Questa tecnica, che come ben sappiamo, prende il nome dal suo inventore Louis Pasteur, si basa sul riscaldamento del nostro liquido a temperature che oscillano tra i 54 e i 70° C per periodi variabili tra i 20 e i 30 minuti. Ma le pratiche più recenti utilizzano lavorazioni “lampo” grazie alle quali il latte viene riscaldato fino a 65-76° C per 15-22 secondi.

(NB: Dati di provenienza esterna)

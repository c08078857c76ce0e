//! Email address type.

use core::fmt;

use serde::{Deserialize, Serialize};

/// Errors that can occur when parsing an [`Email`].
#[derive(thiserror::Error, Debug, Clone)]
pub enum EmailError {
    /// The input string is empty.
    #[error("email cannot be empty")]
    Empty,
    /// The input string is too long.
    #[error("email must be at most {max} characters")]
    TooLong {
        /// Maximum allowed length.
        max: usize,
    },
    /// The input does not contain an @ symbol.
    #[error("email must contain an @ symbol")]
    MissingAtSymbol,
    /// The local part (before @) is empty.
    #[error("email local part cannot be empty")]
    EmptyLocalPart,
    /// The domain part (after @) is empty.
    #[error("email domain cannot be empty")]
    EmptyDomain,
}

/// An email address.
///
/// Provides basic structural validation: a non-empty local part and domain
/// separated by an @ symbol, within the RFC 5321 length limit.
///
/// The address is stored as entered. Login resolution in the marketplace is
/// case-insensitive, so comparisons there go through [`Email::eq_ignore_case`]
/// rather than `==`; signup duplicate detection compares exactly.
#[derive(Debug, Clone, Serialize, Deserialize, PartialEq, Eq, Hash)]
#[serde(transparent)]
pub struct Email(String);

impl Email {
    /// Maximum length of an email address (RFC 5321).
    pub const MAX_LENGTH: usize = 254;

    /// Parse an `Email` from a string.
    ///
    /// # Errors
    ///
    /// Returns an error if the input:
    /// - Is empty
    /// - Is longer than 254 characters
    /// - Does not contain an @ symbol
    /// - Has an empty local part or domain
    pub fn parse(s: &str) -> Result<Self, EmailError> {
        if s.is_empty() {
            return Err(EmailError::Empty);
        }

        if s.len() > Self::MAX_LENGTH {
            return Err(EmailError::TooLong {
                max: Self::MAX_LENGTH,
            });
        }

        let at_pos = s.find('@').ok_or(EmailError::MissingAtSymbol)?;

        if at_pos == 0 {
            return Err(EmailError::EmptyLocalPart);
        }

        if at_pos == s.len() - 1 {
            return Err(EmailError::EmptyDomain);
        }

        Ok(Self(s.to_owned()))
    }

    /// Returns the email address as a string slice.
    #[must_use]
    pub fn as_str(&self) -> &str {
        &self.0
    }

    /// Consumes the `Email` and returns its inner string.
    #[must_use]
    pub fn into_inner(self) -> String {
        self.0
    }

    /// Case-insensitive comparison against another address.
    #[must_use]
    pub fn eq_ignore_case(&self, other: &str) -> bool {
        self.0.eq_ignore_ascii_case(other)
    }
}

impl fmt::Display for Email {
    fn fmt(&self, f: &mut fmt::Formatter<'_>) -> fmt::Result {
        write!(f, "{}", self.0)
    }
}

impl std::str::FromStr for Email {
    type Err = EmailError;

    fn from_str(s: &str) -> Result<Self, Self::Err> {
        Self::parse(s)
    }
}

impl AsRef<str> for Email {
    fn as_ref(&self) -> &str {
        &self.0
    }
}

#[cfg(test)]
#[allow(clippy::unwrap_used)]
mod tests {
    use super::*;

    #[test]
    fn test_parse_valid_emails() {
        assert!(Email::parse("alex@lumina.com").is_ok());
        assert!(Email::parse("user.name+tag@example.co.uk").is_ok());
        assert!(Email::parse("a@b.c").is_ok());
    }

    #[test]
    fn test_parse_empty() {
        assert!(matches!(Email::parse(""), Err(EmailError::Empty)));
    }

    #[test]
    fn test_parse_too_long() {
        let long = format!("{}@example.com", "a".repeat(250));
        assert!(matches!(
            Email::parse(&long),
            Err(EmailError::TooLong { .. })
        ));
    }

    #[test]
    fn test_parse_missing_at() {
        assert!(matches!(
            Email::parse("no-at-symbol"),
            Err(EmailError::MissingAtSymbol)
        ));
    }

    #[test]
    fn test_parse_empty_local_part() {
        assert!(matches!(
            Email::parse("@domain.com"),
            Err(EmailError::EmptyLocalPart)
        ));
    }

    #[test]
    fn test_parse_empty_domain() {
        assert!(matches!(
            Email::parse("user@"),
            Err(EmailError::EmptyDomain)
        ));
    }

    #[test]
    fn test_eq_ignore_case() {
        let email = Email::parse("alex@lumina.com").unwrap();
        assert!(email.eq_ignore_case("Alex@Lumina.COM"));
        assert!(!email.eq_ignore_case("sarah@lumina.com"));
    }

    #[test]
    fn test_exact_equality_is_case_sensitive() {
        let lower = Email::parse("alex@lumina.com").unwrap();
        let mixed = Email::parse("Alex@lumina.com").unwrap();
        assert_ne!(lower, mixed);
    }

    #[test]
    fn test_serde_roundtrip() {
        let email = Email::parse("alex@lumina.com").unwrap();
        let json = serde_json::to_string(&email).unwrap();
        assert_eq!(json, "\"alex@lumina.com\"");

        let parsed: Email = serde_json::from_str(&json).unwrap();
        assert_eq!(parsed, email);
    }

    #[test]
    fn test_from_str() {
        let email: Email = "alex@lumina.com".parse().unwrap();
        assert_eq!(email.as_str(), "alex@lumina.com");
    }
}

Appare chiaro come a simili temperature (per quanto queste non siano sufficienti a sterilizzare batteri patogeni quali quelli del tifo, i colibacilli, i micobatteri, ecc.), molti principi nutritivi contenuti nel latte vengano distrutti del tutto; parliamo ad esempio del Lactobacillus acidophilus, batterio lattico utile per l’intestino, per sintetizzate la vitamina B nel colon e per controllare i batteri della putrefazione. Il paradosso è dunque che la pastorizzazione allo scopo di sterilizzare il latte (ma l’inibizione della proliferazione dei batteri è solo temporanea), in realtà ne distrugge le naturali capacità battericide.
Aggiungiamo, poi, che il forte surriscaldamento del processo di pastorizzazione è responsabile dell’abbattimento dell’enzima atto all’assimilazione del calcio, la fosfatasi alcalina, in conseguenza della cui distruzione il calcio viene assorbito dall’organismo solo per il 50%.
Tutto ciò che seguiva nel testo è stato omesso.